_What the task asks_
In the records below, begin at the line containing "pub struct NdMorletConfig" and end at the line containing "an N-dimensional array."; quote every line in that span exactly, including both boundary lines, and no others.
___ Task input ___
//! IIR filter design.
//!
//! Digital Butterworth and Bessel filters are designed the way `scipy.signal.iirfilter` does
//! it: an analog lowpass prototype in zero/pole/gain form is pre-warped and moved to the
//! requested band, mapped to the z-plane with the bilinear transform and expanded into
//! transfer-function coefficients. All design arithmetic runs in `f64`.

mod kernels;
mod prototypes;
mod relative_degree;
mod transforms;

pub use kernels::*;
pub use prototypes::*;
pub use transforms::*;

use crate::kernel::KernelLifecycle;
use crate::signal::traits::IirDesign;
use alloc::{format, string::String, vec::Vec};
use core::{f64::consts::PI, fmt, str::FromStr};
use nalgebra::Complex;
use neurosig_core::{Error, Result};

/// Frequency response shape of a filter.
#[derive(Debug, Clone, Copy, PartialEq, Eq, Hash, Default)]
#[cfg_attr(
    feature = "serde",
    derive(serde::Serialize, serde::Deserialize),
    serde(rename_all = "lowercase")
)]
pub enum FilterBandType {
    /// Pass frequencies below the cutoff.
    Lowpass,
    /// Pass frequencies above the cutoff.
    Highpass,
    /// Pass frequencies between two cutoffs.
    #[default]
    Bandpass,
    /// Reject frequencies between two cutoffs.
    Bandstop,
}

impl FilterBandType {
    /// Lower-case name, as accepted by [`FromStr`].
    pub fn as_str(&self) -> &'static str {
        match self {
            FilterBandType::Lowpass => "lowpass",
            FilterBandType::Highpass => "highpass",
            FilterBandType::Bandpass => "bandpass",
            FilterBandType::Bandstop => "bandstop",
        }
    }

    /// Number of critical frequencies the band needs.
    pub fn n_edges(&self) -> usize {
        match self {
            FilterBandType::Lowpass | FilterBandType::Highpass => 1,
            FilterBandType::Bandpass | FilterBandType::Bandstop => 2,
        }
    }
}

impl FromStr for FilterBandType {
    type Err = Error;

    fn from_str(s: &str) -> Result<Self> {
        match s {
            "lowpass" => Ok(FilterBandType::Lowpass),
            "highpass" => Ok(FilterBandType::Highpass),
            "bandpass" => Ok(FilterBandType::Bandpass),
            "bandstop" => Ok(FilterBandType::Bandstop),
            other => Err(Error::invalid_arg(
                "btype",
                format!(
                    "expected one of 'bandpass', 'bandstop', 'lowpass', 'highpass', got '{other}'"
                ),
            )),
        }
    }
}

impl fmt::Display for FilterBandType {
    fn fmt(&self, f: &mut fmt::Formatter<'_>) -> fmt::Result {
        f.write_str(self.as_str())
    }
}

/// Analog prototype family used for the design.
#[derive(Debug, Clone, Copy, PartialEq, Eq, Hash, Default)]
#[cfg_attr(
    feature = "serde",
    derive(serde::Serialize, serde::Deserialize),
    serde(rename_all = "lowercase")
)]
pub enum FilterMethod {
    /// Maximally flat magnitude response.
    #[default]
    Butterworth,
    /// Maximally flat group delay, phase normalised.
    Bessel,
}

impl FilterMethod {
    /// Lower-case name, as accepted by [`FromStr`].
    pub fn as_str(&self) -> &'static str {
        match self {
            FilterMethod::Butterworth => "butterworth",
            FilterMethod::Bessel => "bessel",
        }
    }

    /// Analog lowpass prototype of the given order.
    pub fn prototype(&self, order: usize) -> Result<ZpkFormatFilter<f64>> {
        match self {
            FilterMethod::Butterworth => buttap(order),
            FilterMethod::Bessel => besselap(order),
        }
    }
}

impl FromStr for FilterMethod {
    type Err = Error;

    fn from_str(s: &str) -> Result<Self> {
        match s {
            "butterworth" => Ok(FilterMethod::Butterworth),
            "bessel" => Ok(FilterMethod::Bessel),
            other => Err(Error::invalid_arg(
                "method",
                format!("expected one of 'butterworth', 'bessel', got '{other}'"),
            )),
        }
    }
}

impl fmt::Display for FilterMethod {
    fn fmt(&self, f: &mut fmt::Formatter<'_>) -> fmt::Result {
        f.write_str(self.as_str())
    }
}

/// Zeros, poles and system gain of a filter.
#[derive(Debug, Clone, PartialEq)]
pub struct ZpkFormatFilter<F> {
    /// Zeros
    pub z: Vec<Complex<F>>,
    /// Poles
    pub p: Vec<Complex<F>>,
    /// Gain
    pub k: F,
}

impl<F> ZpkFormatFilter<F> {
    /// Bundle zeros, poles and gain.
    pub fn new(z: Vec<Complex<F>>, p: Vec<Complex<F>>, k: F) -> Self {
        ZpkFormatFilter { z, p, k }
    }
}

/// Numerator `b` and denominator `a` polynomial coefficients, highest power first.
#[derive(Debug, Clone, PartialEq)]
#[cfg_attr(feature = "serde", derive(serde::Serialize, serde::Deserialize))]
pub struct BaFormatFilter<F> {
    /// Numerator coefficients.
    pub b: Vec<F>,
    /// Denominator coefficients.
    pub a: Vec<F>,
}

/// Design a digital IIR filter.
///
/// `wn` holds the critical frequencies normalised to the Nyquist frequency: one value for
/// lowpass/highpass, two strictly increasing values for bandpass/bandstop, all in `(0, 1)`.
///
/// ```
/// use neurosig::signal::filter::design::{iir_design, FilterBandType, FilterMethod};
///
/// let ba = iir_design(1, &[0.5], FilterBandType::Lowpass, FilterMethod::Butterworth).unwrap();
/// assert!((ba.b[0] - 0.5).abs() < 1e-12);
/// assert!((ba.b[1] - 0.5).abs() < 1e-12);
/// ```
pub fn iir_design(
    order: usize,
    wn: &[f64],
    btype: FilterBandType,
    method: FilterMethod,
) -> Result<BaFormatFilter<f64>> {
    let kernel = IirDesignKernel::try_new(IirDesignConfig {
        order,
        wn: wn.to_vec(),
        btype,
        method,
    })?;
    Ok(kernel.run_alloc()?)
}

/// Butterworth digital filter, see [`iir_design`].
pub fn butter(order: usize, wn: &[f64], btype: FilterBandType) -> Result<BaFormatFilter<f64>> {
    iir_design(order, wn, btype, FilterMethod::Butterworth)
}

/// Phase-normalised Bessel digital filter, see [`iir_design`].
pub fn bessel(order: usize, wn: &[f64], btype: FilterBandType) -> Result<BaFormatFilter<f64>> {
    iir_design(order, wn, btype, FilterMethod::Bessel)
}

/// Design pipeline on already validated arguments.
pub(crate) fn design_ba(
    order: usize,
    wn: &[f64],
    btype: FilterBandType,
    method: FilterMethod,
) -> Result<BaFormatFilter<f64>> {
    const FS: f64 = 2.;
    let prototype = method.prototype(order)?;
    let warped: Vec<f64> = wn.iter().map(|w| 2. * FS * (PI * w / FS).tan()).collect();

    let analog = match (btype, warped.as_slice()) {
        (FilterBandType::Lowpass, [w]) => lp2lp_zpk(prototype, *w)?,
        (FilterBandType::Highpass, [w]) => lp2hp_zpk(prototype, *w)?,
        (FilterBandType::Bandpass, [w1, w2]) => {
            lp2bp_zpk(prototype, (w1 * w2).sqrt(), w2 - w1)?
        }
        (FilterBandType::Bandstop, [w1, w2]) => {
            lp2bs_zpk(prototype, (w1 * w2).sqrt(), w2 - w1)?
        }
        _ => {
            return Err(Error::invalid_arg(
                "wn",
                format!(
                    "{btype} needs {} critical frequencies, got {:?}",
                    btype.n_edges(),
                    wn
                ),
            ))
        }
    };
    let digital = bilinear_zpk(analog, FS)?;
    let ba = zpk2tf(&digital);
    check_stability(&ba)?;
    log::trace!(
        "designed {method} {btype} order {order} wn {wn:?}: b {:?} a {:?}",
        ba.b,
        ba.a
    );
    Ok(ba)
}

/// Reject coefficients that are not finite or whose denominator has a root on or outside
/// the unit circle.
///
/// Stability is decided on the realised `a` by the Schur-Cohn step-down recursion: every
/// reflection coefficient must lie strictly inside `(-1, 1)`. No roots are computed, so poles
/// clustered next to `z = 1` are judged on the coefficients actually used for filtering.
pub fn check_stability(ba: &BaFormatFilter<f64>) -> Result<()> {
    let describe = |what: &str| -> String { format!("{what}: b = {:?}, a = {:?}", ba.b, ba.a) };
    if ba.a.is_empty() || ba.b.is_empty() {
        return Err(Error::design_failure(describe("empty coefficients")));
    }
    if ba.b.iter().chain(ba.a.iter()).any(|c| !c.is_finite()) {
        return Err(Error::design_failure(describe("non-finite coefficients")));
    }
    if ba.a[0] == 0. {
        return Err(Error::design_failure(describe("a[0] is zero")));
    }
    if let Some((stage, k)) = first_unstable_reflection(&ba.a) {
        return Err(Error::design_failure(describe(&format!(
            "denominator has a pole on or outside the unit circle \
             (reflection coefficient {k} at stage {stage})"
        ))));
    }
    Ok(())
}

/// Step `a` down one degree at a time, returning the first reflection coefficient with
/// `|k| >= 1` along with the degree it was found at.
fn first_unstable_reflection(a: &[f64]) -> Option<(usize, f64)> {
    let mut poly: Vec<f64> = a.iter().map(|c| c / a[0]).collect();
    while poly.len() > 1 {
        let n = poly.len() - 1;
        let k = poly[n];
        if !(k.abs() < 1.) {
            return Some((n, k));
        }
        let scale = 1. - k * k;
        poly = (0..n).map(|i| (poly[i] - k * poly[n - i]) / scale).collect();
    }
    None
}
___
___ Task input ___
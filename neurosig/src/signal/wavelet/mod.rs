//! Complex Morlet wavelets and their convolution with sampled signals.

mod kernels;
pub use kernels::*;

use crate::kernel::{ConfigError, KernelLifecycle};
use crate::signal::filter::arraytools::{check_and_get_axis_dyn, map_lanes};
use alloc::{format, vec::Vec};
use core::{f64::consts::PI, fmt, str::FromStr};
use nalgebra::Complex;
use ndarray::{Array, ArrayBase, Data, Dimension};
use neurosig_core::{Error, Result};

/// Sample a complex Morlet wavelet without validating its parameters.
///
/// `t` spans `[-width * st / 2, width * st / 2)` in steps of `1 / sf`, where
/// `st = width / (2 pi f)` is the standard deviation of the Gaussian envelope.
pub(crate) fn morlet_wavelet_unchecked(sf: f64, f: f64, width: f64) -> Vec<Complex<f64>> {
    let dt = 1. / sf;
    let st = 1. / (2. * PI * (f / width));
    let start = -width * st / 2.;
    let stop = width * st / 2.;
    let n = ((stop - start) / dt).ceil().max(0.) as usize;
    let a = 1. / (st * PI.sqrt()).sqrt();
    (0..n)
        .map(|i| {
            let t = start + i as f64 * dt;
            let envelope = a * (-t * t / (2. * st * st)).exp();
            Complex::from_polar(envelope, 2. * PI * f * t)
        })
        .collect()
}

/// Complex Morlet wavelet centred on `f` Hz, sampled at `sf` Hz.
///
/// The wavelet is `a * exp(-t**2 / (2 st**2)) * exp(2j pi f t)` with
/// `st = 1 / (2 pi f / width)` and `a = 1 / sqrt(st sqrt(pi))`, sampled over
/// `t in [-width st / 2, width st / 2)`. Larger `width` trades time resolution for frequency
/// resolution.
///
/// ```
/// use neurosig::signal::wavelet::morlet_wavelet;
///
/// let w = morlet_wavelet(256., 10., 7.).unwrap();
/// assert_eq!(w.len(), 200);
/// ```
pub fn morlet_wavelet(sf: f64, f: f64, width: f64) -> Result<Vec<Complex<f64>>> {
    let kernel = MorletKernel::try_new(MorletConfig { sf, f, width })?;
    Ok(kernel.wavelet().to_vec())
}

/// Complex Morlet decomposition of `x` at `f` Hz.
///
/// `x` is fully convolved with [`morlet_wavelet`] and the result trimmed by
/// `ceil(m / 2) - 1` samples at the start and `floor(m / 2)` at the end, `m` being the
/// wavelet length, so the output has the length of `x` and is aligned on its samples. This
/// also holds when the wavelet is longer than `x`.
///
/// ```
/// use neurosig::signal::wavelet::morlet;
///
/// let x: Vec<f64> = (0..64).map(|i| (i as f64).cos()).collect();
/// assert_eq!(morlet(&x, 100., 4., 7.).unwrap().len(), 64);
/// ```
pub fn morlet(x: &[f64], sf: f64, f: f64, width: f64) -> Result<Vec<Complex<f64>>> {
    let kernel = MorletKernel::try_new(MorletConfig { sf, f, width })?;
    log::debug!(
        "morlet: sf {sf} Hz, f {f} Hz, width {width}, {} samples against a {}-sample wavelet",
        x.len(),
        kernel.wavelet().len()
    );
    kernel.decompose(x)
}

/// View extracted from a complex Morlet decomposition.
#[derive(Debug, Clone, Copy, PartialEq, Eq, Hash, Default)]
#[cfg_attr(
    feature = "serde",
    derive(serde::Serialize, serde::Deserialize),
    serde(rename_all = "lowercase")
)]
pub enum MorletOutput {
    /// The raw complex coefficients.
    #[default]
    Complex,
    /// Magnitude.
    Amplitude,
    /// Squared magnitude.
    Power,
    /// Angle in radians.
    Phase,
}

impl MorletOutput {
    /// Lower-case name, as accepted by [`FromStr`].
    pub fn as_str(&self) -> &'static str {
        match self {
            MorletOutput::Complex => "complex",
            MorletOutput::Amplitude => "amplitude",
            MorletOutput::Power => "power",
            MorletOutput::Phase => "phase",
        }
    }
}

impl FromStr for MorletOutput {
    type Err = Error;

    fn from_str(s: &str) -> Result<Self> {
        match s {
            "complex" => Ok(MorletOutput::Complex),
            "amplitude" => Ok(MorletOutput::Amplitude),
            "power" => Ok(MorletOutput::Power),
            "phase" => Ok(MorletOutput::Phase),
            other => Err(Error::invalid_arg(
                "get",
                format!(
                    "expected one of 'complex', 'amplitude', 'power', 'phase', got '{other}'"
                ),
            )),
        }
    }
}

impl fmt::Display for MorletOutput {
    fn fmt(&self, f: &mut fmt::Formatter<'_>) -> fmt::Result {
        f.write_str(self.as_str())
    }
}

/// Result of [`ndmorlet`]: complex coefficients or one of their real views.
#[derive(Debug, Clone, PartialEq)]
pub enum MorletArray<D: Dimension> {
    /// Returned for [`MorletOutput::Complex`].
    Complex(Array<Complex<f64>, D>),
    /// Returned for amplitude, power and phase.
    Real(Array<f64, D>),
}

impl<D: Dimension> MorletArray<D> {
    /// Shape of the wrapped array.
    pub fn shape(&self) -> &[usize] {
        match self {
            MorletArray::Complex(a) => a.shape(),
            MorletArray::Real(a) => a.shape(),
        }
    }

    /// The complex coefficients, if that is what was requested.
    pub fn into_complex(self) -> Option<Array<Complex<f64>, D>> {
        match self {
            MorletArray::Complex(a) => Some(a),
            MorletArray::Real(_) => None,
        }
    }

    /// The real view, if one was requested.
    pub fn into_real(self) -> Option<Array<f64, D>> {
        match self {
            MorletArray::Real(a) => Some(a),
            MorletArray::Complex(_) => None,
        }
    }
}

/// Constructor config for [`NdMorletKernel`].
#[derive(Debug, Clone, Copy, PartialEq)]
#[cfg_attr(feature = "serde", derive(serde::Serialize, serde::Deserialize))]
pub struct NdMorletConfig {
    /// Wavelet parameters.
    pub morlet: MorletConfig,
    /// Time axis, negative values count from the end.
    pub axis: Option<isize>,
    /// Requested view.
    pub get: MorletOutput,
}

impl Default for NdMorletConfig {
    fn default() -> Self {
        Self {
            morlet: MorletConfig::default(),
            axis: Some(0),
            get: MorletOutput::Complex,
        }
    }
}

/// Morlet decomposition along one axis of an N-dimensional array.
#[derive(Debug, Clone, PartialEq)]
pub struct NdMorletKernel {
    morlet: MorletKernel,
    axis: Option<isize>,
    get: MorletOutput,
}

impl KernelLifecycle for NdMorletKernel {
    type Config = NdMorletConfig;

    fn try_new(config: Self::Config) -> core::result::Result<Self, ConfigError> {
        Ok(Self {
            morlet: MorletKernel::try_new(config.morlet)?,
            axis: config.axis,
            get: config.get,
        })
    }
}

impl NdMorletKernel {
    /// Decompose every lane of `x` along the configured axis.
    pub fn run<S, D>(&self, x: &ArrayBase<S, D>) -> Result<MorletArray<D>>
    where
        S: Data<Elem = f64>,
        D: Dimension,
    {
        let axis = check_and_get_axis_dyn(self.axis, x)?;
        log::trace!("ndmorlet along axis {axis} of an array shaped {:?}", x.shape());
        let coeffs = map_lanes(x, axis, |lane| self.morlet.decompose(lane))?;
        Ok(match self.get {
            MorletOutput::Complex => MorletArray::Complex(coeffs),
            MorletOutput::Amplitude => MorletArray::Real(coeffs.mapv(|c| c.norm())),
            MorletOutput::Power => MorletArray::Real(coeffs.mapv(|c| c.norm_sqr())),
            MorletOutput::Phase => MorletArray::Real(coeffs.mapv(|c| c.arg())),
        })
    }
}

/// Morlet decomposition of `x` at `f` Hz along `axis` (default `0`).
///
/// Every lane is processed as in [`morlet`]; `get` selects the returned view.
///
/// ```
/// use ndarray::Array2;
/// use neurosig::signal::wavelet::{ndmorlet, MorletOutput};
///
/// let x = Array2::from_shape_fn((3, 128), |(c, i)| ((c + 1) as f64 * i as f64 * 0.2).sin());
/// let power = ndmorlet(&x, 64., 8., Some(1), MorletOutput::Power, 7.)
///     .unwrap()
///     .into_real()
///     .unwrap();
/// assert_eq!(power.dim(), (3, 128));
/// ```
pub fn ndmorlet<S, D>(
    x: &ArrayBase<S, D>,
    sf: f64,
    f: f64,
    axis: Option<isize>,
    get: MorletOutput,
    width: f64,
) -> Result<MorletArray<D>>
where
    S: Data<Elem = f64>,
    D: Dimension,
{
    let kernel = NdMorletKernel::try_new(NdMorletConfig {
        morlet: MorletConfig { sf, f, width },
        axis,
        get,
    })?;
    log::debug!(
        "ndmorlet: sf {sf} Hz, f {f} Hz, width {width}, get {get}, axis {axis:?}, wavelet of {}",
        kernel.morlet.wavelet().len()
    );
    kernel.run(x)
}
___
___ Task input ___
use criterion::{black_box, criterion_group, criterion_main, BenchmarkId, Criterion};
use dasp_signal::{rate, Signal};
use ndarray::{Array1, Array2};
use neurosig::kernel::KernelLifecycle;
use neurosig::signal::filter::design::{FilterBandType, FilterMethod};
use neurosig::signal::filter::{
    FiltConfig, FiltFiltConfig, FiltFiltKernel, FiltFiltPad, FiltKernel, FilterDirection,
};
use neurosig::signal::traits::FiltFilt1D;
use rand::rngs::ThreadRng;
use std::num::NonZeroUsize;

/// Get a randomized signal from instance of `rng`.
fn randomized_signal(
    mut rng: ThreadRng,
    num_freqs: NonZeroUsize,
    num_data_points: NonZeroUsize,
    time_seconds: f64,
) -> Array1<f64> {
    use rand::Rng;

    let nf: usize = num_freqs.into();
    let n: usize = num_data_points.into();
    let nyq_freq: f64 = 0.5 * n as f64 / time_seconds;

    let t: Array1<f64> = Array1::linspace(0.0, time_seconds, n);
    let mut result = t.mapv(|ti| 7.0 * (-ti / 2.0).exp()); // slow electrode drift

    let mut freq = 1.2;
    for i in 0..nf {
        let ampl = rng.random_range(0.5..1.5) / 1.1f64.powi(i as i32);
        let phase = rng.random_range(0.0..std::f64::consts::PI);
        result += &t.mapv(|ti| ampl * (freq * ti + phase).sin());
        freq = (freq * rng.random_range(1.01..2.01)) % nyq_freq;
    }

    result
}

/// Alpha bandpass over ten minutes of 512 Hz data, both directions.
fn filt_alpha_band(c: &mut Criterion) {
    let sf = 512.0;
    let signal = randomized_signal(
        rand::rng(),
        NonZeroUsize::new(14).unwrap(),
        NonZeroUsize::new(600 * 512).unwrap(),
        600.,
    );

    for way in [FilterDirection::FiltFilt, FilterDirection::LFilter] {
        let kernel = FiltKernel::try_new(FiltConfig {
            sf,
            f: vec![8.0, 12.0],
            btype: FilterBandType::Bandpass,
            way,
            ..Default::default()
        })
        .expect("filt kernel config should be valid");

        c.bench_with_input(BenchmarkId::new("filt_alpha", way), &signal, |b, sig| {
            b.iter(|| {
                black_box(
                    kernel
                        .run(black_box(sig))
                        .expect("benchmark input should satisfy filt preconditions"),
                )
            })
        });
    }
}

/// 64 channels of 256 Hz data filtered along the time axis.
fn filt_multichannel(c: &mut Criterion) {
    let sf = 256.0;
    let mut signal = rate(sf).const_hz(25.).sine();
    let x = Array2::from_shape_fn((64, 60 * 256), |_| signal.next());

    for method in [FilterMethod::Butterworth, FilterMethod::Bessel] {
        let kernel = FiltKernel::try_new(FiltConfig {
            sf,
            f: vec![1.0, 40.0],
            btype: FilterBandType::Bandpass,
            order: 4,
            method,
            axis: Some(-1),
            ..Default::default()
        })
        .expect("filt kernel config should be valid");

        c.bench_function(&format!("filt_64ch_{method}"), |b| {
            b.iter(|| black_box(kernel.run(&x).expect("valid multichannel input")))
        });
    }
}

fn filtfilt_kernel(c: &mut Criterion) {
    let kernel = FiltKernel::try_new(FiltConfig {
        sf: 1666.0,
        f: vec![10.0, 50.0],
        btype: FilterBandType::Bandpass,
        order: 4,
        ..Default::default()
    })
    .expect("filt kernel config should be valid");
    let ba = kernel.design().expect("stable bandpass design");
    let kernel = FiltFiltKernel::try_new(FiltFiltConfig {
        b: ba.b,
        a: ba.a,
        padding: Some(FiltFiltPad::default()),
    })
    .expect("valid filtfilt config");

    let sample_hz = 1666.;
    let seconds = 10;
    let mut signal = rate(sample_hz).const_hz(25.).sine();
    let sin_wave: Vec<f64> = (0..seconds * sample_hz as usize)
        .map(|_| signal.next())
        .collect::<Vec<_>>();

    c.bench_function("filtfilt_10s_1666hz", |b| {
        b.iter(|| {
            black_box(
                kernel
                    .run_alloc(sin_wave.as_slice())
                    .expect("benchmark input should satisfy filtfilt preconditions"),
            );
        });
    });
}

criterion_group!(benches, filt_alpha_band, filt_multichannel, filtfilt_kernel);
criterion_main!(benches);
___
_Result of the exercise_
pub struct NdMorletConfig {
    /// Wavelet parameters.
    pub morlet: MorletConfig,
    /// Time axis, negative values count from the end.
    pub axis: Option<isize>,
    /// Requested view.
    pub get: MorletOutput,
}

impl Default for NdMorletConfig {
    fn default() -> Self {
        Self {
            morlet: MorletConfig::default(),
            axis: Some(0),
            get: MorletOutput::Complex,
        }
    }
}

/// Morlet decomposition along one axis of an N-dimensional array.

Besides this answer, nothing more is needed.